Stored items ->
▬▬▬▬▬▬▬▬▬▬

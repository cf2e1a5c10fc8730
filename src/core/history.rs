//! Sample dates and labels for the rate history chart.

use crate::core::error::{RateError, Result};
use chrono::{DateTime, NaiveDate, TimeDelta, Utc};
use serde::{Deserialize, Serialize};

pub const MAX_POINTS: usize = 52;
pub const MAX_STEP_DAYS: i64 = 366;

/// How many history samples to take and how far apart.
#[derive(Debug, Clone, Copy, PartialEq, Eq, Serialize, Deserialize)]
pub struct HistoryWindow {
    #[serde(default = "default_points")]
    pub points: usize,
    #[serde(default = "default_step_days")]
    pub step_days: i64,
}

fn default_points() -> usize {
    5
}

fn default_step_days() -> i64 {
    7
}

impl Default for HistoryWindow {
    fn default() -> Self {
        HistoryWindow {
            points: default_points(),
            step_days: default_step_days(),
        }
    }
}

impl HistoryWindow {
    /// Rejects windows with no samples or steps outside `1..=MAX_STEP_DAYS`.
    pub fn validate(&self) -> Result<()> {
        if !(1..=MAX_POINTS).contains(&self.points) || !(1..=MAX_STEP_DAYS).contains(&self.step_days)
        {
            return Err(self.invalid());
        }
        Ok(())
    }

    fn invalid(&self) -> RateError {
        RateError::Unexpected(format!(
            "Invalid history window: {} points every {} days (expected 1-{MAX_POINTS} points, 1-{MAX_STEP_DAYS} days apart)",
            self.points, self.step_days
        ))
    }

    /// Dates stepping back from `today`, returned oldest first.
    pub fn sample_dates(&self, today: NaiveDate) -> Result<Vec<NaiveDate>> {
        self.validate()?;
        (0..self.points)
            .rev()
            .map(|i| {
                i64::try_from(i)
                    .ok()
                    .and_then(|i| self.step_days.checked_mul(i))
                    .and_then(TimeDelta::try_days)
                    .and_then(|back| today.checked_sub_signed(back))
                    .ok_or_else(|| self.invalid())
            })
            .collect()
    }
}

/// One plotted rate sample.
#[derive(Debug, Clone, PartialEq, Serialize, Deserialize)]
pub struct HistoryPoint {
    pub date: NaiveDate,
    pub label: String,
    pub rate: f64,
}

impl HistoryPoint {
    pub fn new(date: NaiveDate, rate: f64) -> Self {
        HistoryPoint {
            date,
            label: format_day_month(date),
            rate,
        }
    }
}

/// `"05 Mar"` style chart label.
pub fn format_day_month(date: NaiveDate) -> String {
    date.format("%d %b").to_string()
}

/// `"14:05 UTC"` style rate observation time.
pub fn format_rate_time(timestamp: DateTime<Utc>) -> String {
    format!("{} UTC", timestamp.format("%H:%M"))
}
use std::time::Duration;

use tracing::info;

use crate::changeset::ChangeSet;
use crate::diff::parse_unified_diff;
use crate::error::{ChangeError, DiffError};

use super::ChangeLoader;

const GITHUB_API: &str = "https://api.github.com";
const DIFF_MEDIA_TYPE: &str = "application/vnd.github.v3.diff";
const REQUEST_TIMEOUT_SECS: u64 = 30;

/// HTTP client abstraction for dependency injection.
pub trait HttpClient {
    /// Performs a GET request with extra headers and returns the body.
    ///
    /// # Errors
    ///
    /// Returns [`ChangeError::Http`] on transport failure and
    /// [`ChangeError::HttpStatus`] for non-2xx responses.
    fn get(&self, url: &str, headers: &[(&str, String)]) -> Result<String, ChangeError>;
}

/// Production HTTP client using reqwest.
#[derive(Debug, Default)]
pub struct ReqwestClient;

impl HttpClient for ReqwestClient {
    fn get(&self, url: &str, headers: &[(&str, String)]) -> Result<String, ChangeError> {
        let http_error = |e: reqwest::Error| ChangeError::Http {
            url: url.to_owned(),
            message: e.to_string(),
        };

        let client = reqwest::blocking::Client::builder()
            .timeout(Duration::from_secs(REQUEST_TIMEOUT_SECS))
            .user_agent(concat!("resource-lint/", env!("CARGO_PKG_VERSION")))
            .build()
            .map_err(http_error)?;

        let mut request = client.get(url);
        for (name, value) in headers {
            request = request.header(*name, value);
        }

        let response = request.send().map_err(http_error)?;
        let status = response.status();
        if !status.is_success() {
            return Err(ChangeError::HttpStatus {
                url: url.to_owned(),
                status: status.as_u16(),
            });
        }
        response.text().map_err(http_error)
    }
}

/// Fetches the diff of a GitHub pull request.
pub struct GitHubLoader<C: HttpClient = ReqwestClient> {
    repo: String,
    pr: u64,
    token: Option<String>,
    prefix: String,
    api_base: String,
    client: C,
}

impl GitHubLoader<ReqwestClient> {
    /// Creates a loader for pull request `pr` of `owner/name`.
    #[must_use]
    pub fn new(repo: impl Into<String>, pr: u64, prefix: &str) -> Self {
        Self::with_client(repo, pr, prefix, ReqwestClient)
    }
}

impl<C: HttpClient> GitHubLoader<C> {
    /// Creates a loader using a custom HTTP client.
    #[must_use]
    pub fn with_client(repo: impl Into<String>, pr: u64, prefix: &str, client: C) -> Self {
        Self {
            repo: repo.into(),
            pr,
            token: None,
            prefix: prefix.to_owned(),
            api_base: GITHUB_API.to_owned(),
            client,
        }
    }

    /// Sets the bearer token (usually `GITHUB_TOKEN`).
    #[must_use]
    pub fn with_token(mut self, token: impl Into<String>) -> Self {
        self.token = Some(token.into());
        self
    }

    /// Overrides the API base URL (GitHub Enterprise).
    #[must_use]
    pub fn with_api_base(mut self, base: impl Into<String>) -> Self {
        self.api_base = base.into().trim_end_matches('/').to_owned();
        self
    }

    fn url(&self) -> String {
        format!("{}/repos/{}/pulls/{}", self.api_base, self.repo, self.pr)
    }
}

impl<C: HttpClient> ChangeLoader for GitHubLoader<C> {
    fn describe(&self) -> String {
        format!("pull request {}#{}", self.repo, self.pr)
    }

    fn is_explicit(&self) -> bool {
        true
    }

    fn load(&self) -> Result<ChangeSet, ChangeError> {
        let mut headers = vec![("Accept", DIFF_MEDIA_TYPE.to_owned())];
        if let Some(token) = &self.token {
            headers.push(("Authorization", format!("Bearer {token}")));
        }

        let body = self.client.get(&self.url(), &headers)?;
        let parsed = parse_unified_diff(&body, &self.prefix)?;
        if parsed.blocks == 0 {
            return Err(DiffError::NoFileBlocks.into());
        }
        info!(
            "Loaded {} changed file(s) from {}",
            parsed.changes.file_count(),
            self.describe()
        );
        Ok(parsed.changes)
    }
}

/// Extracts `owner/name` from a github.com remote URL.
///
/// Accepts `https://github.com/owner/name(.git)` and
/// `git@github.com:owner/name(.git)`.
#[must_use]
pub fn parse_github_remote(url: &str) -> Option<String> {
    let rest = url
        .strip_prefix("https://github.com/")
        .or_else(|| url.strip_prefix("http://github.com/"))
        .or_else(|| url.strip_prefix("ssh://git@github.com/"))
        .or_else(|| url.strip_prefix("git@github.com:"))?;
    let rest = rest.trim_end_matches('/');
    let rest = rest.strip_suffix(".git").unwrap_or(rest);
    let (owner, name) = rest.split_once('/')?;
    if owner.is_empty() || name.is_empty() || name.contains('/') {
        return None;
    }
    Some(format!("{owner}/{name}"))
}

▬▬▬▬▬▬▬▬▬▬

Your instructions -> Only a number is expected in response: how many lines of the records above include the word "Some".

Response below -> 3